Endogenous formation of Fe-bearing particles and their differentiation from exogenous exposure.

Accurately distinguishing between the endogenous formation and exogenous exposure of Fe-bearing particles (e.g., magnetic Fe particles) within biological organisms is the prerequisite for scientifically evaluating their health risks. However, this remains a challenging task due to lacking the comprehensive understanding of the endogenous formation process of Fe-bearing particles. Here, we report the formation dynamics of Fe-bearing particles under conditions closely resembling actual physiological conditions, and compare the morphological and structural differences between endogenous and exogenous Fe-bearing particles. We find that Fe-bearing particles can indeed form under physiological conditions at 37 °C. In this process, phosphate plays a crucial role in the oxidation and mineralization of iron ions. Moreover, endogenously formed Fe-bearing particles typically have a diameter of less than 8 nm, and iron is the only metal element present.
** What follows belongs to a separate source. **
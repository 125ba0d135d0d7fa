//! CLI command implementations.

pub mod case;
pub mod config;
pub mod replay;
Therefore, we propose that Fe-bearing particles found in the body with a diameter larger than 8 nm are mainly derived from exogenous exposure. For Fe-bearing particles smaller than 8 nm, it is necessary to combine associated elements and crystal structure characteristics to distinguish between endogenous and exogenous sources. This study provides direct evidence from endogenous metabolism for tracing Fe-bearing particles, especially magnetic iron particles, within the human body.